The sixth plenary session of the 19th Central Committee adopted the Resolution on the Major Achievements and Historical Experiences of the Party's 100 Years of Struggle, which put forward the concept as "the second answer" to escaping China's historical cycles of dynastic rise and falls; the first answer was given by Mao Zedong in 1945, who said "It is called democracy. As long as the public maintains their oversight of the government, the government will not slacken in its efforts".

== Description ==
Self-revolution is described as a process for the CCP to maintain "purity" and "eternal youth". It has been likened to "turning the blade inward to scrape away the poison" (勇于刀刃向内、刮骨疗毒) and "taking up the scalpel to remove our own tumors" (拿起手术刀来革除自身的毒瘤). At a meeting of the CCDI in 2022, Xi explained the concept:Self-revolution is to strengthen the Party's foundation, detoxify and sterilize, make tough decisions, eliminate corruption and promote tissue regeneration, constantly eliminate the viruses that erode the Party's healthy body, constantly improve its own immunity, and prevent the Party from collapsing when its leaders die.At the third session of the 20th Central Commission for Discipline Inspection in 2024, Xi put forward the Nine Requirements for realizing self-revolution. The Nine Requirements as defined by Xi are:

1. "Requiring upholding the centralized and unified leadership of the Party Central Committee as the fundamental guarantee."
2. "Requiring leading a great social revolution as the fundamental purpose."
3. "Requiring taking Xi Jinping Thought on Socialism with Chinese Characteristics for a New Era as our fundamental guideline."
4. "Requiring that the strategic goal is to break free from the historical cycle."
5. "Requiring that main focus be on solving the unique problems of large parties."
6. "Requiring taking improving the system of comprehensively and strictly governing the Party as an effective approach."
7. "Requiring focusing on forging a strong organization and building a highly competent team."
8. "Requiring rectifying conduct, enforcing discipline, and combating corruption as an important starting point."
9. "Requiring taking the combination of self-supervision and people's supervision as a powerful driving force."

== Analysis ==
Wang Junwei, a scholar at the Institute of Party History and Literature, said escaping China's historical cycles of dynastic rise and falls was "a difficult problem that has not been solved by China’s feudal dynasties in for thousands of years". He added that the dissolution of the Soviet Union was a "painful lesson warns us that if the Marxist ruling party lacks the spirit of self-revolution… it will eventually be unable to escape the same tragic end".

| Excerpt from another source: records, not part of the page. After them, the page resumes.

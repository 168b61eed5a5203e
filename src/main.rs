//! Orchestrator process: loads presets, schedules the digest and silent runs
//! and fans tasks into the sharded work queue.

use std::sync::Arc;

use anyhow::{Context, Result};
use tracing::{info, warn};

use dealbot_backend::config::{load_presets, Settings};
use dealbot_backend::crypto::KeyRing;
use dealbot_backend::observability;
use dealbot_backend::orchestrator::Orchestrator;
use dealbot_backend::queue::RedisQueue;
use dealbot_backend::storage::Store;

#[tokio::main]
async fn main() -> Result<()> {
    let settings = Settings::from_env();
    observability::logging::init();
    observability::metrics::install_exporter(settings.metrics_port)?;

    let crypto = build_keyring(&settings)?;
    let store = Store::open(settings.db_path(), crypto).context("open store")?;
    let presets = load_presets(&settings.presets_file)?;
    let queue = RedisQueue::connect(&settings.redis_url, &settings.queue_stream).await?;

    let orchestrator = Arc::new(Orchestrator::new(
        Arc::new(queue),
        store,
        presets,
        &settings,
    ));
    let mut scheduler = orchestrator.start().await?;
    info!("orchestrator started; digest at 09:00/19:00 UTC plus silent hourly runs");

    tokio::signal::ctrl_c().await.context("wait for ctrl-c")?;
    info!("shutting down");
    scheduler.shutdown().await.ok();
    Ok(())
}

fn build_keyring(settings: &Settings) -> Result<Option<KeyRing>> {
    match settings.data_encryption_key.as_deref() {
        Some(spec) => Ok(Some(
            KeyRing::from_spec(spec).context("parse DATA_ENCRYPTION_KEY")?,
        )),
        None => {
            warn!("DATA_ENCRYPTION_KEY not set; user fields are stored in plaintext");
            Ok(None)
        }
    }
}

Neil Thomas and Wang Shengyu of the Asia Society Policy Institute argue that self-revolution's goal is a way to make the CCP durable in the long-term: "If self-revolution succeeds, and it well might, it could make the CCP a more effective and durable institution—one capable of ruling China indefinitely irrespective of who is at the helm. In that sense, self-revolution is Xi’s effort to render China’s succession concerns moot".